(Stored items)
□ □ □ □ □ □ □

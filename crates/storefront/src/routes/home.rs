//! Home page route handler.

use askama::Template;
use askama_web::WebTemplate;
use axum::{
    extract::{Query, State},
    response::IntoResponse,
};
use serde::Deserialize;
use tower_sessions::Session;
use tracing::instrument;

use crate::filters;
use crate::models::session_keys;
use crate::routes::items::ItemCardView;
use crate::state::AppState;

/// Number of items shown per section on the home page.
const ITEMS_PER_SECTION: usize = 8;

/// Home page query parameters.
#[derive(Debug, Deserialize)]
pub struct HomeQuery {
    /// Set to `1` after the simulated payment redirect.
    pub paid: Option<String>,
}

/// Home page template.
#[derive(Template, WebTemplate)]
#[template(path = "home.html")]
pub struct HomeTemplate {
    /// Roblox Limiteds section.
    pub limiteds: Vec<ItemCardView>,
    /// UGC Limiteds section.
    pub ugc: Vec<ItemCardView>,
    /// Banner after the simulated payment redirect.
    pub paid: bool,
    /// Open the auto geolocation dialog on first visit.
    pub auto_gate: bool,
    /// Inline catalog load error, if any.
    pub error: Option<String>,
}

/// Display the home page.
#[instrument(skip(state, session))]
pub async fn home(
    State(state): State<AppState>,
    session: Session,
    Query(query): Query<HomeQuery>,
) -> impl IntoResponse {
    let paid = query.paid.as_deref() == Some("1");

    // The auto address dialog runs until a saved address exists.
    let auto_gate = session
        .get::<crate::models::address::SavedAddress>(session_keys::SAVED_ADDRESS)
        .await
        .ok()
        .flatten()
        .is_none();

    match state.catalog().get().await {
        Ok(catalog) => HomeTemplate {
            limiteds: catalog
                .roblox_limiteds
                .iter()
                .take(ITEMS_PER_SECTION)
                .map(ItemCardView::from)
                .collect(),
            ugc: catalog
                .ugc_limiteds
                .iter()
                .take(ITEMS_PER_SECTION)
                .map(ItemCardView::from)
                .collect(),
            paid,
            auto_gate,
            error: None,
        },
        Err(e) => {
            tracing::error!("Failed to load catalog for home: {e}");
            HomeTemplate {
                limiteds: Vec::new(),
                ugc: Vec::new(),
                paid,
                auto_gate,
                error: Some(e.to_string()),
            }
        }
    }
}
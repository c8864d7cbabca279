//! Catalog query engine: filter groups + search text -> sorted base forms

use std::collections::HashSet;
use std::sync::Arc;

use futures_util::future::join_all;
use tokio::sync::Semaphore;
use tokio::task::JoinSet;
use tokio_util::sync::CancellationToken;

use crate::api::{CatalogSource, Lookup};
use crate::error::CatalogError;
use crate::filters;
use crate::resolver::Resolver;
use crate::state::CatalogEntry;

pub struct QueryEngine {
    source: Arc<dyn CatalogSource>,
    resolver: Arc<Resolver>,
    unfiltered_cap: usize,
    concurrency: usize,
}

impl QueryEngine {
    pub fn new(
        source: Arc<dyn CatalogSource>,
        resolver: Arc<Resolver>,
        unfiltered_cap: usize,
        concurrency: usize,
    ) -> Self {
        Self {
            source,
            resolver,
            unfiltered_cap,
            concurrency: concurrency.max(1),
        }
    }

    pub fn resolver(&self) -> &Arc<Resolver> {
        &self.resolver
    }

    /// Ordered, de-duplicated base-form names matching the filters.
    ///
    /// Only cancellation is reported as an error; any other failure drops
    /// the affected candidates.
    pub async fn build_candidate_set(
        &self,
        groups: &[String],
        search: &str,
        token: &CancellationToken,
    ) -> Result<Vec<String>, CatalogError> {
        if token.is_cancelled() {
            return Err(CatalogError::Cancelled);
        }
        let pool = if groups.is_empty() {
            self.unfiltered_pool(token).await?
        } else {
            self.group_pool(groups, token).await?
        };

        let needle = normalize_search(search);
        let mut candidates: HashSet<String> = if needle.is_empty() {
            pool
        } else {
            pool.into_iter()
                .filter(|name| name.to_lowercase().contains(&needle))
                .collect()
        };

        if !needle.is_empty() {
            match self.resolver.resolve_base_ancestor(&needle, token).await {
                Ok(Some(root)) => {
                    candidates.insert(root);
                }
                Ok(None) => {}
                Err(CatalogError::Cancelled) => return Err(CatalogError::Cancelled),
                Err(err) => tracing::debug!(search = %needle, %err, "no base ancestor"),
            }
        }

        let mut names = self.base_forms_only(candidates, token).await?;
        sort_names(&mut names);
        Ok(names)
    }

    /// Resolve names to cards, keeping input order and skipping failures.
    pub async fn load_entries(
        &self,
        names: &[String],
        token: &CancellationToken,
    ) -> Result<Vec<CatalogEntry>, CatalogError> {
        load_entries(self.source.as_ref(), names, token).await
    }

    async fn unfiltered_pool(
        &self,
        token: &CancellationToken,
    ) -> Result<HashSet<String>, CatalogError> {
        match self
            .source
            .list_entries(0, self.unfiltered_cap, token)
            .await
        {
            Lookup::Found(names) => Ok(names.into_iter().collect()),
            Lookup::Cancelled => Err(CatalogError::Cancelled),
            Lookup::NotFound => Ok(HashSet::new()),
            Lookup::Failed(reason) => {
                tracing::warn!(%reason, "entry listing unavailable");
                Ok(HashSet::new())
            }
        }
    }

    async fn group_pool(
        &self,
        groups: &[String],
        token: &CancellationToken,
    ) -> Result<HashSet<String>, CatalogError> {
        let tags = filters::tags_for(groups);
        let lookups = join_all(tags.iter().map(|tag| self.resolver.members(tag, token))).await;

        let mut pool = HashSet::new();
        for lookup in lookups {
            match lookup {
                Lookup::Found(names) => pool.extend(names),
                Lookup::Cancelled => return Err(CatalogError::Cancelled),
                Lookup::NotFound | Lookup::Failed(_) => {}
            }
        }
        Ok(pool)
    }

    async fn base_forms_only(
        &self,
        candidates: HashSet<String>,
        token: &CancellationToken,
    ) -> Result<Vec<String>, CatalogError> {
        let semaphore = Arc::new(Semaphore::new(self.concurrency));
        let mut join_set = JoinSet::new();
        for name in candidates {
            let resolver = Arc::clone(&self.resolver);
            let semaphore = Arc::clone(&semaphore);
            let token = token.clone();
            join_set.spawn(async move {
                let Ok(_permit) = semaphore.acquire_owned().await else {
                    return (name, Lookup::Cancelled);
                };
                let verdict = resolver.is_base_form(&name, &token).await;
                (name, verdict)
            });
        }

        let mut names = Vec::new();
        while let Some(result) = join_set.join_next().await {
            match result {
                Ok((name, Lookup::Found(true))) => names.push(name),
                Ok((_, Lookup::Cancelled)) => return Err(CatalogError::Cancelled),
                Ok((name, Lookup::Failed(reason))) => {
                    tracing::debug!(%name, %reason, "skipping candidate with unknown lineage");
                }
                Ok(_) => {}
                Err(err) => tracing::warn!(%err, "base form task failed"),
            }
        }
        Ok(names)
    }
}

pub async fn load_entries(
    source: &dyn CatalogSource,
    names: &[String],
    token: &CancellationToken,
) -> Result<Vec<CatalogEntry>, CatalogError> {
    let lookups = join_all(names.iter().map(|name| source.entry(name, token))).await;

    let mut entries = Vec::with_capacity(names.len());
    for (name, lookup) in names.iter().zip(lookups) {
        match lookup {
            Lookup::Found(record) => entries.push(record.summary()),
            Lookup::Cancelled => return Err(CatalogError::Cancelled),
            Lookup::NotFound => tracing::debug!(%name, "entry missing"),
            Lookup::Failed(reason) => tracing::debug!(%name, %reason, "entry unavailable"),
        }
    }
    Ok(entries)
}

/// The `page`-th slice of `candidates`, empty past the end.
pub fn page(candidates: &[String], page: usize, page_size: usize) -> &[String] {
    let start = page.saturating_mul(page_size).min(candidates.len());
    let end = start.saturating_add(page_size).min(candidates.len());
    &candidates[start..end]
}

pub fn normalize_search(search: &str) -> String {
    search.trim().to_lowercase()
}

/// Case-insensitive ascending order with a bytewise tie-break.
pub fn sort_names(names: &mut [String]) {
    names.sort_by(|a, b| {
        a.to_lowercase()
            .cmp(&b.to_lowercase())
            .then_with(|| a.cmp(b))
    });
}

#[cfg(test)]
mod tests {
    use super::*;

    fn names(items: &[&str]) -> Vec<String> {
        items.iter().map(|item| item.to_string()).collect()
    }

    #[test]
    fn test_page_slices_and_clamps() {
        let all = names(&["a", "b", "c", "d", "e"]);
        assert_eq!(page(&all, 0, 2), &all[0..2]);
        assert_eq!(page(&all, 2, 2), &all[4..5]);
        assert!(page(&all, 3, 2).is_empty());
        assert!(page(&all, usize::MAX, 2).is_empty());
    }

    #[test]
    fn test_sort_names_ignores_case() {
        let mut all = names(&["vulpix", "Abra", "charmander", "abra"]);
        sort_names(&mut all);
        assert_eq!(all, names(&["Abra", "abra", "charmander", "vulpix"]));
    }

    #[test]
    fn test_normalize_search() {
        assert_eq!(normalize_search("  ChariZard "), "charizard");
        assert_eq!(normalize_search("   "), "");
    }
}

□ □ □ □ □ □ □

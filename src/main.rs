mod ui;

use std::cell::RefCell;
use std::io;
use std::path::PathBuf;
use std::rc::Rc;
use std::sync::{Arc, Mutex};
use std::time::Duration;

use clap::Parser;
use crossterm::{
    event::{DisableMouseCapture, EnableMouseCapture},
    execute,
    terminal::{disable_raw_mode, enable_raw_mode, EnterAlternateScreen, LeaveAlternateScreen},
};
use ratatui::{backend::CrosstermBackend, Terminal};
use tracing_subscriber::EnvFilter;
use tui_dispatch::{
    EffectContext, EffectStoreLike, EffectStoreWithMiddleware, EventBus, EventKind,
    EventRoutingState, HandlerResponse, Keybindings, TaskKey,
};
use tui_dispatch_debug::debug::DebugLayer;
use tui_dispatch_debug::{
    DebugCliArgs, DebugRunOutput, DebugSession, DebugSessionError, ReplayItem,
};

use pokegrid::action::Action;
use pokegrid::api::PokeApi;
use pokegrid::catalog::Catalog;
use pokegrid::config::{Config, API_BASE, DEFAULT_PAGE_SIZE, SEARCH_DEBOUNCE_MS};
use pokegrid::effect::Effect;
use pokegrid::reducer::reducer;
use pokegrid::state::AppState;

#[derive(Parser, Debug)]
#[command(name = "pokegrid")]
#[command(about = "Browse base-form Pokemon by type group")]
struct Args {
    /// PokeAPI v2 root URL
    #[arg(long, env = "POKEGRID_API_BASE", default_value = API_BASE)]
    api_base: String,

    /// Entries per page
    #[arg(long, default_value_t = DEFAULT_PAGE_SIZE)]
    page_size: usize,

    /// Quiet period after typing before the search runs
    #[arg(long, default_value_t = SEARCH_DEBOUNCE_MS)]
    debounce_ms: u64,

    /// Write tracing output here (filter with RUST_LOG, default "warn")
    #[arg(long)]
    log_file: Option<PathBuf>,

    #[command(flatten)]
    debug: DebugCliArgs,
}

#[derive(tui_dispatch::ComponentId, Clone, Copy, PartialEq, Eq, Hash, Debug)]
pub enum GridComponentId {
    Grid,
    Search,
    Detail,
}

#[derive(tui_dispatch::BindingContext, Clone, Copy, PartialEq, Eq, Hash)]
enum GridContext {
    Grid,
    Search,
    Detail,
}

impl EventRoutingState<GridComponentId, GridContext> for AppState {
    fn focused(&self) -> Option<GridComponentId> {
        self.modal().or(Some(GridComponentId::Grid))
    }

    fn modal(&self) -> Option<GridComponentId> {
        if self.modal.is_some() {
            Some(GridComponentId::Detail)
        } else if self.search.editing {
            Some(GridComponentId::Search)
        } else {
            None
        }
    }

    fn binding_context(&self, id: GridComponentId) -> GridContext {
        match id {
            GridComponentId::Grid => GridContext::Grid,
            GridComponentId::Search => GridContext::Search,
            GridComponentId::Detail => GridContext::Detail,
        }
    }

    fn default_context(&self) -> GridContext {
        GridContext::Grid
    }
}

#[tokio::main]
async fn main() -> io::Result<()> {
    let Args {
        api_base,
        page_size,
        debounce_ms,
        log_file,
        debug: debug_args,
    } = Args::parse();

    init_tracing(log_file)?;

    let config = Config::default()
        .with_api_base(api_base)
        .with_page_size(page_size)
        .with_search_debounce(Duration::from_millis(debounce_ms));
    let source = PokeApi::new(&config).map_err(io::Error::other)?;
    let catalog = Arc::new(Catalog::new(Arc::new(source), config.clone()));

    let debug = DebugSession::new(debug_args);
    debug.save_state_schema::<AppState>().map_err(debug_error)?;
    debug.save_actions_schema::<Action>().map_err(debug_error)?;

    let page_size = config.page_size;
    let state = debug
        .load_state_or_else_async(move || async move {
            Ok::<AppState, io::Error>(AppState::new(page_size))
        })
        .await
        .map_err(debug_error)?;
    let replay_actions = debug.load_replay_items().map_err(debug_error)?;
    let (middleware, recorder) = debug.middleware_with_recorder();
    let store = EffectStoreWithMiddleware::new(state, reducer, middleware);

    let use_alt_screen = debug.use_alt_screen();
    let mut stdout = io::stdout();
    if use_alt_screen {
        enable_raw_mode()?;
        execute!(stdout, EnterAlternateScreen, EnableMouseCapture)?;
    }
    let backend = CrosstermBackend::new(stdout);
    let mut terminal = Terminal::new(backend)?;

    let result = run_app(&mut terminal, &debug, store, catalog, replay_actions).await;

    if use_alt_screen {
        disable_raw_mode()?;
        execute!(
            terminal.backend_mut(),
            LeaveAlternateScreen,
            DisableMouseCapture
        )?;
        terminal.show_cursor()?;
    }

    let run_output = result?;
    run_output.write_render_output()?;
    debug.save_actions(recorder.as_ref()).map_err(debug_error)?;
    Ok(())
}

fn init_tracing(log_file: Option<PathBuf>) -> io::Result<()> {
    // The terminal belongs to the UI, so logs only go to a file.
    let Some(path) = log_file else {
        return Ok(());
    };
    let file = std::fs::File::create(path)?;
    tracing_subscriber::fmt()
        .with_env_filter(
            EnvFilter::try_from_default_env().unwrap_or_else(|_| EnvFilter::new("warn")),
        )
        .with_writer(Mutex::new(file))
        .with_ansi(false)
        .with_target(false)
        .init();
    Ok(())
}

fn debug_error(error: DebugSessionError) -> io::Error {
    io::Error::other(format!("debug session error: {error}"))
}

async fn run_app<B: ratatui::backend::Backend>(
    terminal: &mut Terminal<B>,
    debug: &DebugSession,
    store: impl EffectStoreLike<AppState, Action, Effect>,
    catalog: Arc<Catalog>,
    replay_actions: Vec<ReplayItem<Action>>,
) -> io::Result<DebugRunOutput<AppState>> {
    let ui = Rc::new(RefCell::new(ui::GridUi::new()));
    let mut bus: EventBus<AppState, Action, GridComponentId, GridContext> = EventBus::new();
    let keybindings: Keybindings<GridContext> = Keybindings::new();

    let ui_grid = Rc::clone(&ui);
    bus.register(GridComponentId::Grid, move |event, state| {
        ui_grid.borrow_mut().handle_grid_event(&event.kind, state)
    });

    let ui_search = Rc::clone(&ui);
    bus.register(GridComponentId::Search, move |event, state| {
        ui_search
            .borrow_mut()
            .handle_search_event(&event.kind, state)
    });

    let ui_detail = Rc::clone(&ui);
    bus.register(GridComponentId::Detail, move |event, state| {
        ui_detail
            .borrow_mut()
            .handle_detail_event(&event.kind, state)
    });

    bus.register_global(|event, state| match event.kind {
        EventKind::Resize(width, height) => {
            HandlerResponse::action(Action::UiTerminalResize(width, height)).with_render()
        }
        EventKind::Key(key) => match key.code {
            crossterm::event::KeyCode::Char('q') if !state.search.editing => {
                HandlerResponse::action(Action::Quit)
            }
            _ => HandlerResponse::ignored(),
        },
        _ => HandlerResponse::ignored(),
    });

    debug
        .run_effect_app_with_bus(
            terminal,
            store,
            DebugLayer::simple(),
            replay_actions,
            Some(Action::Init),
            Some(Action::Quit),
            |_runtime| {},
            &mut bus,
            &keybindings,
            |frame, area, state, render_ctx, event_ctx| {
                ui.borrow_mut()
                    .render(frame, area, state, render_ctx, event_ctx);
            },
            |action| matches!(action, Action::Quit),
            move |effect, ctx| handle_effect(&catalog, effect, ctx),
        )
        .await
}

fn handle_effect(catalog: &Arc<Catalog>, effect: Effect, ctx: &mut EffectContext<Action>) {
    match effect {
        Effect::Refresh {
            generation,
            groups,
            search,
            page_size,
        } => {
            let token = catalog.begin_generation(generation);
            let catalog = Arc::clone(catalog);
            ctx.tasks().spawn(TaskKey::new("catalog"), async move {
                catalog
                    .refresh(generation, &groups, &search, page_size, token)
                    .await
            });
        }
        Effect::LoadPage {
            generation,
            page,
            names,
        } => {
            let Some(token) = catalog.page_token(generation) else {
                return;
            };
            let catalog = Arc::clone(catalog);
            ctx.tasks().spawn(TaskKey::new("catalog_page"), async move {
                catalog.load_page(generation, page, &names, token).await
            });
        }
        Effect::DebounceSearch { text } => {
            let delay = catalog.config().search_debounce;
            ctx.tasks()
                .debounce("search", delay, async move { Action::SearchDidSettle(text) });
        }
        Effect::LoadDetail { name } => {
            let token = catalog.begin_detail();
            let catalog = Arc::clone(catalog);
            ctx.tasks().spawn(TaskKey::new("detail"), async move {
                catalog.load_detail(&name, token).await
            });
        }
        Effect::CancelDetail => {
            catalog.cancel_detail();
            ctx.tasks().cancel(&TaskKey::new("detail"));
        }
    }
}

□ □ □ □ □ □ □

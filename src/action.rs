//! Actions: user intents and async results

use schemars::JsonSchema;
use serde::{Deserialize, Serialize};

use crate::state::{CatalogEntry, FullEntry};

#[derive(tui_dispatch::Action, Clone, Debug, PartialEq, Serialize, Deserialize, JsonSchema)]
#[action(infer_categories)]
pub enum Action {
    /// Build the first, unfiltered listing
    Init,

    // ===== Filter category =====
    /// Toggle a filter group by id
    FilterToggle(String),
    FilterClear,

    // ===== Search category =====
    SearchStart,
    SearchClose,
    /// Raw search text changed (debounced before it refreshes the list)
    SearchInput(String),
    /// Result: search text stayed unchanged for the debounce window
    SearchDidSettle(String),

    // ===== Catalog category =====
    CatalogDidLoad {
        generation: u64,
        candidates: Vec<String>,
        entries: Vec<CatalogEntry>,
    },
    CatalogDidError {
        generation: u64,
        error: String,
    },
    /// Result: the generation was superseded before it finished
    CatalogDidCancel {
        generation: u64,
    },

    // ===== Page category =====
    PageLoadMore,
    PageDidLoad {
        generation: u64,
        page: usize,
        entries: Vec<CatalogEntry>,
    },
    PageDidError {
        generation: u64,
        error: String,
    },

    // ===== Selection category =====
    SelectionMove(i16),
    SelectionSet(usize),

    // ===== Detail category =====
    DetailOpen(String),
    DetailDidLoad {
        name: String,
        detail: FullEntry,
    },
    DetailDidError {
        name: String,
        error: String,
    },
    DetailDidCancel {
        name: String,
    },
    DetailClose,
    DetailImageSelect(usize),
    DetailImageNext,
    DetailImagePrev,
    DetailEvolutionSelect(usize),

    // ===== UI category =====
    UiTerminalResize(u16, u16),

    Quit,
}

□ □ □ □ □ □ □

▶ Task requirements:
In the data above, find each line that has the word "candidates" and copy it out.

▶ Response below:
    /// the affected candidates.
        let mut candidates: HashSet<String> = if needle.is_empty() {
                    candidates.insert(root);
        let mut names = self.base_forms_only(candidates, token).await?;
        candidates: HashSet<String>,
        for name in candidates {
/// The `page`-th slice of `candidates`, empty past the end.
pub fn page(candidates: &[String], page: usize, page_size: usize) -> &[String] {
    let start = page.saturating_mul(page_size).min(candidates.len());
    let end = start.saturating_add(page_size).min(candidates.len());
    &candidates[start..end]
        candidates: Vec<String>,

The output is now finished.